We have therefore developed, for the first time, a surrogate model that helps in daily practice to recognize and prevent TCR episodes.
INTRODUCTION
Hemodynamic alterations are observed in various neurosurgical procedures and commonly related to different neurogenic mechanisms. However, anesthetic influences on causation of these perturbations or management are rarely investigated and therefore our present knowledge is still limited.1 In the clinical context, it seems that the light plane of anesthesia leads to increased episodes of trigeminal cardiac reflex (TCR), a well-known brainstem reflex in skull base and maxilla-facial surgery.1 Whether or not the type of anesthetics influences on such occurrences is still a matter of investigation2,3 and no model exist that reflects the clinical needs. Here, we present an elective neurosurgical case with a phenomenon of sudden and profound bradycardia, its possible explanation, and different management strategies for such an event.
CASE REPORT
A 43-year-old, 101 kg, body mass index (BMI) 31.2, Caucasian male was scheduled for an elective right frontal craniotomy for a meningioma excision. The patient presented with right-sided headache (no signs of raised intracranial pressure), hypothyroidism, and mild obstructive sleep apnea (OSA). All laboratory investigations were unremarkable. Patient's pre-op vitals were HR 60 beats/min, BP 112/73, and 98% oxygen saturation on room air. Electrocardiogram (ECG) showed a normal sinus rhythm with a baseline heart rate of 50 beats per minute. All the standard monitors were attached and the preinduction invasive arterial line was also inserted. The patient was induced with remifentanil 1 mcg/kg bolus, propofol 200 mg, and rocuronium 60 mg intravenously, and tracheal was intubated with 8 mm cuffed endotracheal tube. Anesthesia was maintained on propofol infusion at 100 to 150 mcg/kg/min.
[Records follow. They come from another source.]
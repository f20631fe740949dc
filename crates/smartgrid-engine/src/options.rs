//! Lazily-loaded option lists
//!
//! A search bumps the loader's generation. Each request carries the
//! generation it was issued under, and a response is only applied when that
//! generation is still the latest, so a slow earlier search can never
//! overwrite the results of a later one.

use std::sync::Arc;

use smartgrid_core::{
    AddNewHandler, GridError, GridResult, OptionItem, OptionQuery, OptionSource, Row,
};

pub const DEFAULT_OPTION_PAGE_SIZE: usize = 20;

/// A pending option fetch
#[derive(Debug, Clone, PartialEq)]
pub struct OptionRequest {
    pub generation: u64,
    pub query: OptionQuery,
}

/// What happened to a finished fetch
#[derive(Debug, Clone, PartialEq)]
pub enum FetchOutcome {
    /// Number of options appended
    Applied(usize),
    /// A newer search was issued; the response was dropped
    Stale,
    /// The source failed; treated as an empty page
    Failed(String),
}

pub struct LazyOptionLoader {
    source: Arc<dyn OptionSource>,
    page_size: usize,
    generation: u64,
    search_term: String,
    row: Option<Row>,
    options: Vec<OptionItem>,
    has_more: bool,
    loading: bool,
}

impl LazyOptionLoader {
    pub fn new(source: Arc<dyn OptionSource>, page_size: usize) -> Self {
        Self {
            source,
            page_size: page_size.max(1),
            generation: 0,
            search_term: String::new(),
            row: None,
            options: Vec::new(),
            has_more: true,
            loading: false,
        }
    }

    pub fn source(&self) -> Arc<dyn OptionSource> {
        self.source.clone()
    }

    pub fn options(&self) -> &[OptionItem] {
        &self.options
    }

    pub fn search_term(&self) -> &str {
        &self.search_term
    }

    pub fn generation(&self) -> u64 {
        self.generation
    }

    pub fn has_more(&self) -> bool {
        self.has_more
    }

    pub fn is_loading(&self) -> bool {
        self.loading
    }

    /// Start a new search from offset 0. Earlier in-flight requests become stale.
    pub fn begin_search(&mut self, term: &str, row: Option<Row>) -> OptionRequest {
        self.generation += 1;
        self.search_term = term.trim().to_string();
        self.row = row;
        self.options.clear();
        self.has_more = true;
        self.loading = true;
        self.request(0)
    }

    /// Request the next page of the current search, if there is one
    pub fn begin_next_page(&mut self) -> Option<OptionRequest> {
        if self.loading || !self.has_more {
            return None;
        }
        self.loading = true;
        Some(self.request(self.options.len()))
    }

    fn request(&self, offset: usize) -> OptionRequest {
        let mut query = OptionQuery::new(self.search_term.clone(), offset, self.page_size);
        query.row = self.row.clone();
        OptionRequest {
            generation: self.generation,
            query,
        }
    }

    pub fn finish(
        &mut self,
        request: &OptionRequest,
        result: GridResult<Vec<OptionItem>>,
    ) -> FetchOutcome {
        if request.generation != self.generation {
            tracing::debug!(
                stale = request.generation,
                latest = self.generation,
                "Discarding stale option response"
            );
            return FetchOutcome::Stale;
        }
        self.loading = false;

        match result {
            Ok(page) => {
                let count = page.len();
                self.has_more = count >= request.query.limit;
                self.options.extend(page);
                FetchOutcome::Applied(count)
            }
            Err(err) => {
                tracing::warn!(
                    term = %request.query.search_term,
                    offset = request.query.offset,
                    "Option fetch failed: {}",
                    err
                );
                self.has_more = false;
                FetchOutcome::Failed(err.to_string())
            }
        }
    }

    /// Search and wait for the first page
    pub async fn search(&mut self, term: &str, row: Option<Row>) -> FetchOutcome {
        let request = self.begin_search(term, row);
        let result = self.source.fetch_options(&request.query).await;
        self.finish(&request, result)
    }

    /// Fetch and append the next page
    pub async fn load_more(&mut self) -> Option<FetchOutcome> {
        let request = self.begin_next_page()?;
        let result = self.source.fetch_options(&request.query).await;
        Some(self.finish(&request, result))
    }

    /// Put a freshly created option at the top of the list
    pub fn insert_option(&mut self, item: OptionItem) {
        self.options.retain(|o| o.value != item.value);
        self.options.insert(0, item);
    }

    pub fn reset(&mut self) {
        self.generation += 1;
        self.search_term.clear();
        self.row = None;
        self.options.clear();
        self.has_more = true;
        self.loading = false;
    }
}

/// Submit typed text to an add-new handler and return the created option
pub async fn submit_new_option(
    handler: &dyn AddNewHandler,
    column: &str,
    text: &str,
) -> GridResult<OptionItem> {
    let text = text.trim();
    if text.is_empty() {
        return Err(GridError::InvalidValue("new option cannot be empty".into()));
    }
    let item = handler.on_add_new(column, text).await?;
    tracing::info!(column, label = %item.label, "Added new option");
    Ok(item)
}
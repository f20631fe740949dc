//! Filter set storage using SQLite
//!
//! The client-local implementation of `FilterSetApi`. Setting a default
//! clears every other default of the same (owner, grid) inside one
//! transaction.

use anyhow::{Context, Result};
use async_trait::async_trait;
use chrono::{DateTime, Utc};
use indexmap::IndexMap;
use parking_lot::Mutex;
use rusqlite::{Connection, OptionalExtension, params};
use std::path::PathBuf;
use std::sync::Arc;
use uuid::Uuid;

use smartgrid_core::{FilterValue, GridError, GridResult};

use super::types::{FilterSet, FilterSetApi, FilterSetPatch, NewFilterSet};

/// Handle for database connections - either owned or shared
enum ConnectionHandle {
    Owned(Connection),
    Shared(Arc<Mutex<Connection>>),
}

impl ConnectionHandle {
    fn with_conn<T, F: FnOnce(&Connection) -> Result<T>>(&self, f: F) -> Result<T> {
        match self {
            ConnectionHandle::Owned(conn) => f(conn),
            ConnectionHandle::Shared(shared) => {
                let guard = shared.lock();
                f(&guard)
            }
        }
    }
}

const SELECT_COLUMNS: &str =
    "id, owner, grid_id, name, filters_json, is_default, created_at, updated_at";

/// Storage for filter sets using SQLite
pub struct SqliteFilterSetStore {
    db_path: PathBuf,
    /// Holds the connection for in-memory databases (where each open creates a new db)
    memory_conn: Option<Arc<Mutex<Connection>>>,
}

impl SqliteFilterSetStore {
    /// Open or create storage at the given path
    pub fn open(path: impl Into<PathBuf>) -> Result<Self> {
        let db_path = path.into();
        if let Some(parent) = db_path.parent() {
            std::fs::create_dir_all(parent)?;
        }
        let storage = Self {
            db_path,
            memory_conn: None,
        };
        storage.initialize_schema()?;
        Ok(storage)
    }

    /// Open storage in the user data directory
    pub fn open_default() -> Result<Self> {
        Self::open(smartgrid_settings::filter_sets_db_file()?)
    }

    /// Create an in-memory storage for testing
    pub fn in_memory() -> Result<Self> {
        let conn =
            Connection::open_in_memory().with_context(|| "Failed to create in-memory database")?;
        let storage = Self {
            db_path: PathBuf::from(":memory:"),
            memory_conn: Some(Arc::new(Mutex::new(conn))),
        };
        storage.initialize_schema()?;
        Ok(storage)
    }

    fn connect(&self) -> Result<ConnectionHandle> {
        if let Some(ref conn) = self.memory_conn {
            Ok(ConnectionHandle::Shared(conn.clone()))
        } else {
            let conn = Connection::open(&self.db_path)
                .with_context(|| format!("Failed to open database at {:?}", self.db_path))?;
            Ok(ConnectionHandle::Owned(conn))
        }
    }

    fn initialize_schema(&self) -> Result<()> {
        let handle = self.connect()?;
        handle.with_conn(|conn| {
            conn.execute(
                "CREATE TABLE IF NOT EXISTS filter_sets (
                    id TEXT PRIMARY KEY,
                    owner TEXT NOT NULL,
                    grid_id TEXT NOT NULL,
                    name TEXT NOT NULL,
                    filters_json TEXT NOT NULL DEFAULT '{}',
                    is_default INTEGER NOT NULL DEFAULT 0,
                    created_at TEXT NOT NULL,
                    updated_at TEXT NOT NULL
                )",
                [],
            )?;
            conn.execute(
                "CREATE INDEX IF NOT EXISTS idx_filter_sets_owner_grid
                 ON filter_sets(owner, grid_id)",
                [],
            )?;
            Ok(())
        })
    }

    /// Insert a new filter set and return it with its generated id
    pub fn insert(&self, new_set: &NewFilterSet) -> Result<FilterSet> {
        let now = Utc::now();
        let set = FilterSet {
            id: Uuid::new_v4().to_string(),
            owner: new_set.owner.clone(),
            grid_id: new_set.grid_id.clone(),
            name: new_set.name.clone(),
            filters: new_set.filters.clone(),
            is_default: new_set.is_default,
            created_at: now,
            updated_at: now,
        };
        let filters_json = serde_json::to_string(&set.filters)?;

        let handle = self.connect()?;
        handle.with_conn(|conn| {
            let tx = conn.unchecked_transaction()?;
            if set.is_default {
                clear_defaults(&tx, &set.owner, &set.grid_id, &set.id)?;
            }
            tx.execute(
                "INSERT INTO filter_sets
                 (id, owner, grid_id, name, filters_json, is_default, created_at, updated_at)
                 VALUES (?1, ?2, ?3, ?4, ?5, ?6, ?7, ?8)",
                params![
                    set.id,
                    set.owner,
                    set.grid_id,
                    set.name,
                    filters_json,
                    set.is_default as i32,
                    now.to_rfc3339(),
                    now.to_rfc3339(),
                ],
            )?;
            tx.commit()?;
            Ok(())
        })?;
        Ok(set)
    }

    /// Load a filter set by ID
    pub fn get(&self, id: &str) -> Result<Option<FilterSet>> {
        let handle = self.connect()?;
        handle.with_conn(|conn| fetch_one(conn, id))
    }

    /// List all filter sets of an owner for a grid, by name
    pub fn list(&self, owner: &str, grid_id: &str) -> Result<Vec<FilterSet>> {
        let handle = self.connect()?;
        handle.with_conn(|conn| {
            let mut stmt = conn.prepare(&format!(
                "SELECT {} FROM filter_sets WHERE owner = ?1 AND grid_id = ?2 ORDER BY name ASC",
                SELECT_COLUMNS
            ))?;
            let rows = stmt.query_map(params![owner, grid_id], read_stored)?;

            let mut result = Vec::new();
            for row in rows {
                result.push(row?.into_filter_set()?);
            }
            Ok(result)
        })
    }

    /// Apply a patch. Returns `None` when the id does not exist.
    pub fn update(&self, id: &str, patch: &FilterSetPatch) -> Result<Option<FilterSet>> {
        let handle = self.connect()?;
        handle.with_conn(|conn| {
            let tx = conn.unchecked_transaction()?;
            let Some(mut set) = fetch_one(&tx, id)? else {
                return Ok(None);
            };

            if let Some(name) = &patch.name {
                set.name = name.clone();
            }
            if let Some(filters) = &patch.filters {
                set.filters = filters.clone();
            }
            if let Some(is_default) = patch.is_default {
                set.is_default = is_default;
            }
            set.updated_at = Utc::now();

            if set.is_default {
                clear_defaults(&tx, &set.owner, &set.grid_id, &set.id)?;
            }
            tx.execute(
                "UPDATE filter_sets
                 SET name = ?2, filters_json = ?3, is_default = ?4, updated_at = ?5
                 WHERE id = ?1",
                params![
                    set.id,
                    set.name,
                    serde_json::to_string(&set.filters)?,
                    set.is_default as i32,
                    set.updated_at.to_rfc3339(),
                ],
            )?;
            tx.commit()?;
            Ok(Some(set))
        })
    }

    /// Delete a filter set by ID
    pub fn delete(&self, id: &str) -> Result<bool> {
        let handle = self.connect()?;
        handle.with_conn(|conn| {
            let rows = conn.execute("DELETE FROM filter_sets WHERE id = ?1", params![id])?;
            Ok(rows > 0)
        })
    }
}

fn clear_defaults(conn: &Connection, owner: &str, grid_id: &str, except: &str) -> Result<()> {
    conn.execute(
        "UPDATE filter_sets SET is_default = 0
         WHERE owner = ?1 AND grid_id = ?2 AND id != ?3 AND is_default != 0",
        params![owner, grid_id, except],
    )?;
    Ok(())
}

fn fetch_one(conn: &Connection, id: &str) -> Result<Option<FilterSet>> {
    let stored = conn
        .query_row(
            &format!("SELECT {} FROM filter_sets WHERE id = ?1", SELECT_COLUMNS),
            params![id],
            read_stored,
        )
        .optional()?;
    stored.map(StoredFilterSet::into_filter_set).transpose()
}

/// Raw row as read from SQLite
struct StoredFilterSet {
    id: String,
    owner: String,
    grid_id: String,
    name: String,
    filters_json: String,
    is_default: i32,
    created_at: String,
    updated_at: String,
}

fn read_stored(row: &rusqlite::Row<'_>) -> rusqlite::Result<StoredFilterSet> {
    Ok(StoredFilterSet {
        id: row.get(0)?,
        owner: row.get(1)?,
        grid_id: row.get(2)?,
        name: row.get(3)?,
        filters_json: row.get(4)?,
        is_default: row.get(5)?,
        created_at: row.get(6)?,
        updated_at: row.get(7)?,
    })
}

impl StoredFilterSet {
    fn into_filter_set(self) -> Result<FilterSet> {
        let filters: IndexMap<String, FilterValue> = match serde_json::from_str(&self.filters_json)
        {
            Ok(filters) => filters,
            Err(err) => {
                tracing::warn!(id = %self.id, "Unreadable filters in stored filter set: {}", err);
                IndexMap::new()
            }
        };
        Ok(FilterSet {
            filters,
            is_default: self.is_default != 0,
            created_at: parse_timestamp(&self.created_at)?,
            updated_at: parse_timestamp(&self.updated_at)?,
            id: self.id,
            owner: self.owner,
            grid_id: self.grid_id,
            name: self.name,
        })
    }
}

fn parse_timestamp(raw: &str) -> Result<DateTime<Utc>> {
    DateTime::parse_from_rfc3339(raw)
        .map(|dt| dt.with_timezone(&Utc))
        .with_context(|| format!("Invalid timestamp '{}'", raw))
}

#[async_trait]
impl FilterSetApi for SqliteFilterSetStore {
    async fn get_user_filter_sets(&self, owner: &str, grid_id: &str) -> GridResult<Vec<FilterSet>> {
        Ok(self.list(owner, grid_id)?)
    }

    async fn save_user_filter_set(&self, set: NewFilterSet) -> GridResult<FilterSet> {
        Ok(self.insert(&set)?)
    }

    async fn update_filter_set(&self, id: &str, patch: FilterSetPatch) -> GridResult<FilterSet> {
        self.update(id, &patch)?
            .ok_or_else(|| GridError::NotFound(format!("filter set '{}'", id)))
    }

    async fn delete_filter_set(&self, id: &str) -> GridResult<()> {
        if self.delete(id)? {
            Ok(())
        } else {
            Err(GridError::NotFound(format!("filter set '{}'", id)))
        }
    }
}
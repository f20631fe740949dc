//! SmartGrid Settings
//!
//! Per-grid user preferences with persistence:
//! - `GridPreferences` and reconciliation against the current column schema
//! - `PreferenceStore` contract, with a client-local default over a
//!   `KeyValueStore` (SQLite on disk, or in memory)
//! - `PreferenceModel`, the instance-owned preference cache used by a grid

mod kv;
mod model;
mod preferences;
mod settings_file;
mod store;

pub use kv::*;
pub use model::*;
pub use preferences::*;
pub use settings_file::*;
pub use store::*;
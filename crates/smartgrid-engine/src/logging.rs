//! Logging bootstrap for hosts embedding SmartGrid
//!
//! The engine itself only emits `tracing` events. Hosts that do not install
//! their own subscriber can call [`init`] to get console output and, when a
//! log directory is configured, a JSON file with daily rotation. `RUST_LOG`
//! overrides the configured filter.

use std::path::PathBuf;
use std::time::Instant;

use anyhow::Context;
use tracing_subscriber::{
    EnvFilter, Layer, Registry,
    fmt::{self, format::FmtSpan},
    layer::SubscriberExt,
    util::SubscriberInitExt,
};

/// How events are printed to stderr
#[derive(Debug, Clone, Copy, PartialEq, Eq)]
pub enum ConsoleStyle {
    Off,
    Compact,
    Pretty,
}

/// Rolling JSON log file
#[derive(Debug, Clone, PartialEq, Eq)]
pub struct FileOutput {
    pub dir: PathBuf,
    /// File name prefix, the date is appended on rotation
    pub prefix: String,
}

impl FileOutput {
    pub fn in_dir(dir: impl Into<PathBuf>) -> Self {
        Self {
            dir: dir.into(),
            prefix: "smartgrid.log".to_string(),
        }
    }
}

#[derive(Debug, Clone)]
pub struct LoggingConfig {
    pub console: ConsoleStyle,
    pub file: Option<FileOutput>,
    /// Report when grid operation spans open and close
    pub span_timing: bool,
    /// Used when `RUST_LOG` is unset
    pub filter: String,
}

impl Default for LoggingConfig {
    fn default() -> Self {
        Self::development()
    }
}

impl LoggingConfig {
    /// Pretty console plus a JSON file, engine crates at debug
    pub fn development() -> Self {
        Self {
            console: ConsoleStyle::Pretty,
            file: Some(FileOutput::in_dir(log_directory())),
            span_timing: true,
            filter: "info,smartgrid_engine=debug,smartgrid_settings=debug".to_string(),
        }
    }

    /// JSON file only
    pub fn production() -> Self {
        Self {
            console: ConsoleStyle::Off,
            file: Some(FileOutput::in_dir(log_directory())),
            span_timing: false,
            filter: "warn,smartgrid_engine=info".to_string(),
        }
    }

    pub fn testing() -> Self {
        Self {
            console: ConsoleStyle::Compact,
            file: None,
            span_timing: true,
            filter: "debug".to_string(),
        }
    }

    fn span_events(&self) -> FmtSpan {
        // Async grid operations re-enter their span on every poll, so only
        // creation and close are reported
        if self.span_timing {
            FmtSpan::NEW | FmtSpan::CLOSE
        } else {
            FmtSpan::NONE
        }
    }

    fn env_filter(&self) -> EnvFilter {
        EnvFilter::try_from_default_env().unwrap_or_else(|_| EnvFilter::new(&self.filter))
    }
}

type BoxedLayer = Box<dyn Layer<Registry> + Send + Sync>;

fn console_layer(config: &LoggingConfig) -> Option<BoxedLayer> {
    let layer = fmt::layer()
        .with_target(true)
        .with_span_events(config.span_events())
        .with_writer(std::io::stderr);
    match config.console {
        ConsoleStyle::Off => None,
        ConsoleStyle::Compact => Some(layer.compact().with_filter(config.env_filter()).boxed()),
        ConsoleStyle::Pretty => Some(
            layer
                .pretty()
                .with_file(true)
                .with_line_number(true)
                .with_filter(config.env_filter())
                .boxed(),
        ),
    }
}

fn file_layer(config: &LoggingConfig, output: &FileOutput) -> anyhow::Result<BoxedLayer> {
    std::fs::create_dir_all(&output.dir)
        .with_context(|| format!("Failed to create log directory: {:?}", output.dir))?;
    let appender = tracing_appender::rolling::daily(&output.dir, &output.prefix);
    let (writer, guard) = tracing_appender::non_blocking(appender);
    // The worker must keep flushing for as long as the global subscriber lives
    std::mem::forget(guard);

    Ok(fmt::layer()
        .json()
        .with_current_span(true)
        .with_span_list(false)
        .with_span_events(config.span_events())
        .with_ansi(false)
        .with_writer(writer)
        .with_filter(config.env_filter())
        .boxed())
}

/// Install the global subscriber described by `config`.
///
/// Fails when a global subscriber is already installed.
pub fn init(config: LoggingConfig) -> anyhow::Result<()> {
    let mut layers: Vec<BoxedLayer> = Vec::new();
    layers.extend(console_layer(&config));
    if let Some(output) = &config.file {
        layers.push(file_layer(&config, output)?);
    }

    tracing_subscriber::registry()
        .with(layers)
        .try_init()
        .context("A tracing subscriber is already installed")?;

    tracing::info!(
        console = ?config.console,
        log_dir = ?config.file.as_ref().map(|f| f.dir.display().to_string()),
        "SmartGrid logging ready"
    );
    Ok(())
}

/// `development()` in debug builds, `production()` otherwise
pub fn init_default() -> anyhow::Result<()> {
    if cfg!(debug_assertions) {
        init(LoggingConfig::development())
    } else {
        init(LoggingConfig::production())
    }
}

pub fn log_directory() -> PathBuf {
    dirs::data_local_dir()
        .unwrap_or_else(|| PathBuf::from("."))
        .join("smartgrid")
        .join("logs")
}

/// Logs the elapsed time of a pipeline stage when dropped
pub struct TimingGuard {
    stage: &'static str,
    start: Instant,
}

impl TimingGuard {
    pub fn new(stage: &'static str) -> Self {
        Self {
            stage,
            start: Instant::now(),
        }
    }
}

impl Drop for TimingGuard {
    fn drop(&mut self) {
        tracing::trace!(
            stage = self.stage,
            elapsed_us = self.start.elapsed().as_micros() as u64,
            "Stage finished"
        );
    }
}
use async_trait::async_trait;
use chrono::{DateTime, Utc};
use indexmap::IndexMap;
use serde::{Deserialize, Serialize};

use smartgrid_core::{FilterValue, GridResult};

/// A named, saved map of filter values for one grid
#[derive(Debug, Clone, PartialEq, Serialize, Deserialize)]
pub struct FilterSet {
    pub id: String,
    pub owner: String,
    pub grid_id: String,
    pub name: String,
    pub filters: IndexMap<String, FilterValue>,
    pub is_default: bool,
    pub created_at: DateTime<Utc>,
    pub updated_at: DateTime<Utc>,
}

/// Data for creating a filter set
#[derive(Debug, Clone, PartialEq)]
pub struct NewFilterSet {
    pub owner: String,
    pub grid_id: String,
    pub name: String,
    pub filters: IndexMap<String, FilterValue>,
    pub is_default: bool,
}

/// Partial update of a filter set
#[derive(Debug, Clone, Default, PartialEq)]
pub struct FilterSetPatch {
    pub name: Option<String>,
    pub filters: Option<IndexMap<String, FilterValue>>,
    pub is_default: Option<bool>,
}

impl FilterSetPatch {
    pub fn rename(name: impl Into<String>) -> Self {
        Self {
            name: Some(name.into()),
            ..Self::default()
        }
    }

    pub fn default_flag(is_default: bool) -> Self {
        Self {
            is_default: Some(is_default),
            ..Self::default()
        }
    }
}

/// Filter-set persistence collaborator
#[async_trait]
pub trait FilterSetApi: Send + Sync {
    async fn get_user_filter_sets(&self, owner: &str, grid_id: &str) -> GridResult<Vec<FilterSet>>;

    async fn save_user_filter_set(&self, set: NewFilterSet) -> GridResult<FilterSet>;

    async fn update_filter_set(&self, id: &str, patch: FilterSetPatch) -> GridResult<FilterSet>;

    async fn delete_filter_set(&self, id: &str) -> GridResult<()>;
}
This was supplemented with remifentanil 0.05 to 0.15 mcg/kg/min and desflurane at 3% end tidal concentration in oxygen and air (1:1). During the time of dural separation from tumor, the patient developed 2 episodes of severe bradycardia. Each time the heart rate went down to 35 to 37 beats/min lasting around 36 s; however, the blood pressure was maintained at the baseline. Surgeon was notified; however, there was no other option left except to continue separating dura from the tumor. We therefore decided to increase the depth of anesthesia. Each episode of bradycardia was terminated with a bolus of 50 mg of propofol intravenously. At the end of the procedure the muscle relaxant was reversed with neostigmine 2.5 mg and 0.4 mg glycopyrrolate. The patient was successfully extubated and transferred to postanesthesia care unit for further observation. The further clinical follow-up was uneventful.
DISCUSSION
This case highlights the unique neurogenic mechanism that is known as TCR and that manifests as severe bradycardia (and/or arterial hypotension) during stimulation of fifth nerve innervated dural covering.4,5 There is a correlation of severity of bradycardia and slightness of anesthesia.5 In the light of the larger distribution of the TCR all over the world, we see more and more aborted TCR, as seen in the present case, then the neuroanesthesists more and more recognize the TCR at its very beginning. This complexity has substantial challenges on the definition of the TCR.5,6
As these TCR episodes were aborted by boluses of propofol, a surrogate concept can be derived regarding the depth of anesthesia related to the TCR occurrence. As during this case, we were not using any depth of anesthesia monitor, what is a clinical reality, so we can only associate plausibility by the sequence of events, by repetitive and reversible related causative mechanisms and by the prevention of the whole TCR occurrence by propofol.1 Additionally, the current case confirms, for the first time for the central TCR, what is already know for the TCR in the meta-area of the Ganglion Gasseri,7,8 that arrhythmias seems to be the more susceptible symptoms of the TCR occurrence. The arrhythmia is therefore a first and important surrogate model for the TCR on the one side and for the depth of anesthesia on the other side. The development of such a surrogate model was necessary as the TCR has reached the level that nowadays often the TCR is partly or fully abolished what reflects not at least in decreasing prevalence in different meta-areas.7
Whether or not, increasing depth with volatile agents would result similar abolition of reflex as seen in this case with propofol is matter of further investigation. However, in neurosurgical patients, increasing the depth of anesthesia by volatile agents does not seem to be a reasonable choice. Should the use of anticholinergics be the primary mode of management in such case, is debatable. It not only reduces the chances of detection of neurogenic reflexes, but also may cause significant hemodynamic alterations and is finally best known—because of pharmacological mechanism of action—to be unable to fully abolish the TCR.1 In special cases, the preventive topical application of lidocaine could be a solution.9,10
CONCLUSION
We present here a TCR case that necessitates us to overthink the theoretical cerebral state index (CSI) model in TCR and the clinical definition of the TCR.1 We have therefore developed, for the first the time, a surrogate model that helps in daily practice to recognize and prevent TCR episodes.
Footnotes
Abbreviations: BMI = body mass index, BP = blood pressure, CSI = cerebral state index, HR = heart rate, OSA = obstructive sleep apnea, TCR = trigemino-cardiac reflex.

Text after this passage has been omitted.